Print uses commas to separate the items to be printed, and the commas are replaced by Spaces.

Better output

Following the example above, let’s make the output more readable.

awk 'BEGIN{print" print"; print""} {print NR,$0} END{print""; Print "End of output! } ' awk_books.log
Copy the code

The output

$ awk 'BEGIN{print" print"; print""} {print NR,$0} END{print""; Print "End of output! } ' awk_books.log1 Basic Python tutorial Yamaharu 34.50 5 2 Advanced Python tutorial Solon 40.00 6 3 Python Practice Nami 38 34 Java programming ideas Frank 48.00 6 5 Vue tutorial Javascript team 55.00 8 6 AWK Foundation Tutorial Luffy 42 3 Output end!Copy the code

BEGIN has already been mentioned, but this is just to make things a little bit clearer.

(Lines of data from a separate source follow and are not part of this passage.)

use futures::TryStreamExt;
use mongodb::bson::doc;
use mongodb::error::{ErrorKind, WriteFailure};
use mongodb::options::{FindOneAndUpdateOptions, IndexOptions, ReturnDocument};
use mongodb::{Collection, Database, IndexModel};
use thiserror::Error;

use crate::models::movie::{Director, Genre, Movie};
use crate::models::user::{NewUser, User};

#[derive(Debug, Error)]
pub enum StoreError {
    #[error("record already exists")]
    AlreadyExists,
    #[error("database error: {0}")]
    Database(#[from] mongodb::error::Error),
}

fn is_duplicate_key(error: &mongodb::error::Error) -> bool {
    match *error.kind {
        ErrorKind::Write(WriteFailure::WriteError(ref write_error)) => write_error.code == 11000,
        _ => false,
    }
}

fn return_updated() -> FindOneAndUpdateOptions {
    FindOneAndUpdateOptions::builder()
        .return_document(ReturnDocument::After)
        .build()
}

/// Typed accessor over the movies collection.
#[derive(Clone)]
pub struct MovieStore {
    collection: Collection<Movie>,
}

impl MovieStore {
    pub fn new(database: &Database) -> Self {
        Self {
            collection: database.collection("movies"),
        }
    }

    pub async fn find_all(&self) -> Result<Vec<Movie>, StoreError> {
        let cursor = self.collection.find(None, None).await?;
        Ok(cursor.try_collect().await?)
    }

    pub async fn find_by_title(&self, title: &str) -> Result<Option<Movie>, StoreError> {
        Ok(self.collection.find_one(doc! { "title": title }, None).await?)
    }

    /// Embedded genre of the first movie matching the genre name.
    pub async fn find_genre(&self, name: &str) -> Result<Option<Genre>, StoreError> {
        let movie = self
            .collection
            .find_one(doc! { "genre.name": name }, None)
            .await?;
        Ok(movie.map(|m| m.genre))
    }

    /// Embedded director of the first movie matching the director name.
    pub async fn find_director(&self, name: &str) -> Result<Option<Director>, StoreError> {
        let movie = self
            .collection
            .find_one(doc! { "director.name": name }, None)
            .await?;
        Ok(movie.map(|m| m.director))
    }

    pub async fn insert(&self, mut movie: Movie) -> Result<Movie, StoreError> {
        let result = self.collection.insert_one(&movie, None).await?;
        movie.id = result.inserted_id.as_object_id();
        Ok(movie)
    }
}

/// Typed accessor over the users collection.
#[derive(Clone)]
pub struct UserStore {
    collection: Collection<User>,
}

impl UserStore {
    pub fn new(database: &Database) -> Self {
        Self {
            collection: database.collection("users"),
        }
    }

    /// Create the unique username index. Run once at startup; closes the
    /// check-then-create window on registration.
    pub async fn ensure_indexes(&self) -> Result<(), StoreError> {
        let index = IndexModel::builder()
            .keys(doc! { "username": 1 })
            .options(IndexOptions::builder().unique(true).build())
            .build();
        self.collection.create_index(index, None).await?;
        Ok(())
    }

    pub async fn find_all(&self) -> Result<Vec<User>, StoreError> {
        let cursor = self.collection.find(None, None).await?;
        Ok(cursor.try_collect().await?)
    }

    pub async fn find_by_username(&self, username: &str) -> Result<Option<User>, StoreError> {
        Ok(self
            .collection
            .find_one(doc! { "username": username }, None)
            .await?)
    }

    pub async fn insert(&self, new_user: NewUser) -> Result<User, StoreError> {
        let mut user = User {
            id: None,
            username: new_user.username,
            password_hash: new_user.password_hash,
            email: new_user.email,
            birthday: new_user.birthday,
            favorite_movies: Vec::new(),
        };

        let result = self.collection.insert_one(&user, None).await.map_err(|e| {
            if is_duplicate_key(&e) {
                StoreError::AlreadyExists
            } else {
                StoreError::Database(e)
            }
        })?;

        user.id = result.inserted_id.as_object_id();
        Ok(user)
    }

    /// Replace the account fields of the named user, leaving the favorites
    /// list untouched. Returns the post-update document.
    pub async fn update(
        &self,
        username: &str,
        patch: NewUser,
    ) -> Result<Option<User>, StoreError> {
        let update = doc! {
            "$set": {
                "username": patch.username,
                "password_hash": patch.password_hash,
                "email": patch.email,
                "birthday": patch.birthday.map(|d| d.to_string()),
            }
        };

        Ok(self
            .collection
            .find_one_and_update(doc! { "username": username }, update, return_updated())
            .await?)
    }

    /// Append a movie reference to the favorites list. Duplicates are
    /// permitted; adding the same id twice yields two entries.
    pub async fn push_favorite(
        &self,
        username: &str,
        movie_id: &str,
    ) -> Result<Option<User>, StoreError> {
        Ok(self
            .collection
            .find_one_and_update(
                doc! { "username": username },
                doc! { "$push": { "favorite_movies": movie_id } },
                return_updated(),
            )
            .await?)
    }

    /// Remove every occurrence of a movie reference from the favorites list.
    pub async fn pull_favorite(
        &self,
        username: &str,
        movie_id: &str,
    ) -> Result<Option<User>, StoreError> {
        Ok(self
            .collection
            .find_one_and_update(
                doc! { "username": username },
                doc! { "$pull": { "favorite_movies": movie_id } },
                return_updated(),
            )
            .await?)
    }

    /// Remove the user document, returning it if it existed.
    pub async fn delete(&self, username: &str) -> Result<Option<User>, StoreError> {
        Ok(self
            .collection
            .find_one_and_delete(doc! { "username": username }, None)
            .await?)
    }
}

The statements that follow BEGIN and END are executed only once, at the beginning and END of the program.

Prints the line that contains Java

awk '/java/ {print $0}' awk_books.log
Copy the code

Output result:

$ awk '/java/ {print $0}' awk_books.logJava Programming ideas frank 48.00 6 Vue tutorial javascript team 55.00 8Copy the code

The pattern for this sample match is a regular expression that outputs the corresponding row whenever there is a match. You can write more complex regular expressions based on your business needs.

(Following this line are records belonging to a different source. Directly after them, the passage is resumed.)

use axum::{
    http::StatusCode,
    response::{IntoResponse, Response},
    Json,
};
use thiserror::Error;

use crate::database::StoreError;
use crate::validation::FieldViolation;

/// Everything a handler can fail with, mapped to a transport status in one
/// place.
#[derive(Debug, Error)]
pub enum ApiError {
    #[error("validation failed")]
    Validation(Vec<FieldViolation>),

    #[error("{0}")]
    Conflict(String),

    #[error("{0}")]
    NotFound(String),

    #[error("unauthorized")]
    Unauthorized,

    #[error("{0}")]
    BadRequest(String),

    #[error(transparent)]
    Internal(#[from] anyhow::Error),
}

impl IntoResponse for ApiError {
    fn into_response(self) -> Response {
        match self {
            ApiError::Validation(violations) => (
                StatusCode::UNPROCESSABLE_ENTITY,
                Json(serde_json::json!({ "errors": violations })),
            )
                .into_response(),
            ApiError::Conflict(message) => (
                StatusCode::BAD_REQUEST,
                Json(serde_json::json!({ "error": message })),
            )
                .into_response(),
            ApiError::NotFound(message) => (
                StatusCode::NOT_FOUND,
                Json(serde_json::json!({ "error": message })),
            )
                .into_response(),
            ApiError::Unauthorized => (
                StatusCode::UNAUTHORIZED,
                Json(serde_json::json!({ "error": "unauthorized" })),
            )
                .into_response(),
            ApiError::BadRequest(message) => (
                StatusCode::BAD_REQUEST,
                Json(serde_json::json!({ "error": message })),
            )
                .into_response(),
            ApiError::Internal(err) => {
                tracing::error!("internal error: {err:#}");
                (
                    StatusCode::INTERNAL_SERVER_ERROR,
                    Json(serde_json::json!({ "error": err.to_string() })),
                )
                    .into_response()
            }
        }
    }
}

impl From<StoreError> for ApiError {
    fn from(err: StoreError) -> Self {
        match err {
            StoreError::AlreadyExists => ApiError::Conflict("record already exists".into()),
            StoreError::Database(e) => ApiError::Internal(anyhow::Error::new(e)),
        }
    }
}

#[cfg(test)]
mod tests {
    use super::*;
    use axum::body::to_bytes;

    async fn body_json(response: Response) -> serde_json::Value {
        let bytes = to_bytes(response.into_body(), usize::MAX).await.unwrap();
        serde_json::from_slice(&bytes).unwrap()
    }

    #[tokio::test]
    async fn validation_maps_to_422_with_field_errors() {
        let err = ApiError::Validation(vec![FieldViolation {
            field: "username".into(),
            message: "too short".into(),
        }]);
        let response = err.into_response();
        assert_eq!(response.status(), StatusCode::UNPROCESSABLE_ENTITY);

        let json = body_json(response).await;
        assert_eq!(json["errors"][0]["field"], "username");
        assert_eq!(json["errors"][0]["message"], "too short");
    }

    #[tokio::test]
    async fn not_found_maps_to_404() {
        let response = ApiError::NotFound("no such user".into()).into_response();
        assert_eq!(response.status(), StatusCode::NOT_FOUND);
    }

    #[tokio::test]
    async fn conflict_maps_to_400() {
        let response = ApiError::Conflict("alice1 already exists".into()).into_response();
        assert_eq!(response.status(), StatusCode::BAD_REQUEST);
        let json = body_json(response).await;
        assert_eq!(json["error"], "alice1 already exists");
    }

    #[tokio::test]
    async fn unauthorized_maps_to_401() {
        let response = ApiError::Unauthorized.into_response();
        assert_eq!(response.status(), StatusCode::UNAUTHORIZED);
    }
}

Print the first row containing Java

awk '$1 ~/java/ {print $0}' awk_books.log
Copy the code

Output result:

$ awk '$1 ~/java/ {print $0}' awk_books.logJava programming ideas frank 48.00 6Copy the code

Print the row that does not contain Java in the first column

awk '$1 !~/java/ {print $0}' awk_books.log
Copy the code

Output result:

$ awk '$1 !~/java/ {print $0}' awk_books.logPython Foundation Tutorial Yamaharu 34.50 5 Python Advanced Tutorial Solon 40.00 6 Python Basics Nami 38 3 Vue Tutorial javascript team 55.00 8 AWK Foundation Tutorial Lufei 42 3Copy the code

Count the total number of lines of input text

awk 'END {print NR}' awk_books.log
Copy the code

Output result:

$ awk 'END {print NR}' awk_books.log
6
Copy the code

Output lines with more than 33 characters

awk 'length($0)> 33' awk_books.log
Copy the code

Output result:

$ awk 'length($0)> 33' awk_books.logJava Programming ideas frank 48.00 6 Vue tutorial javascript team 55.00 8Copy the code

Length is a built-in function, and there are many built-in functions, not listed here, interested can go to check.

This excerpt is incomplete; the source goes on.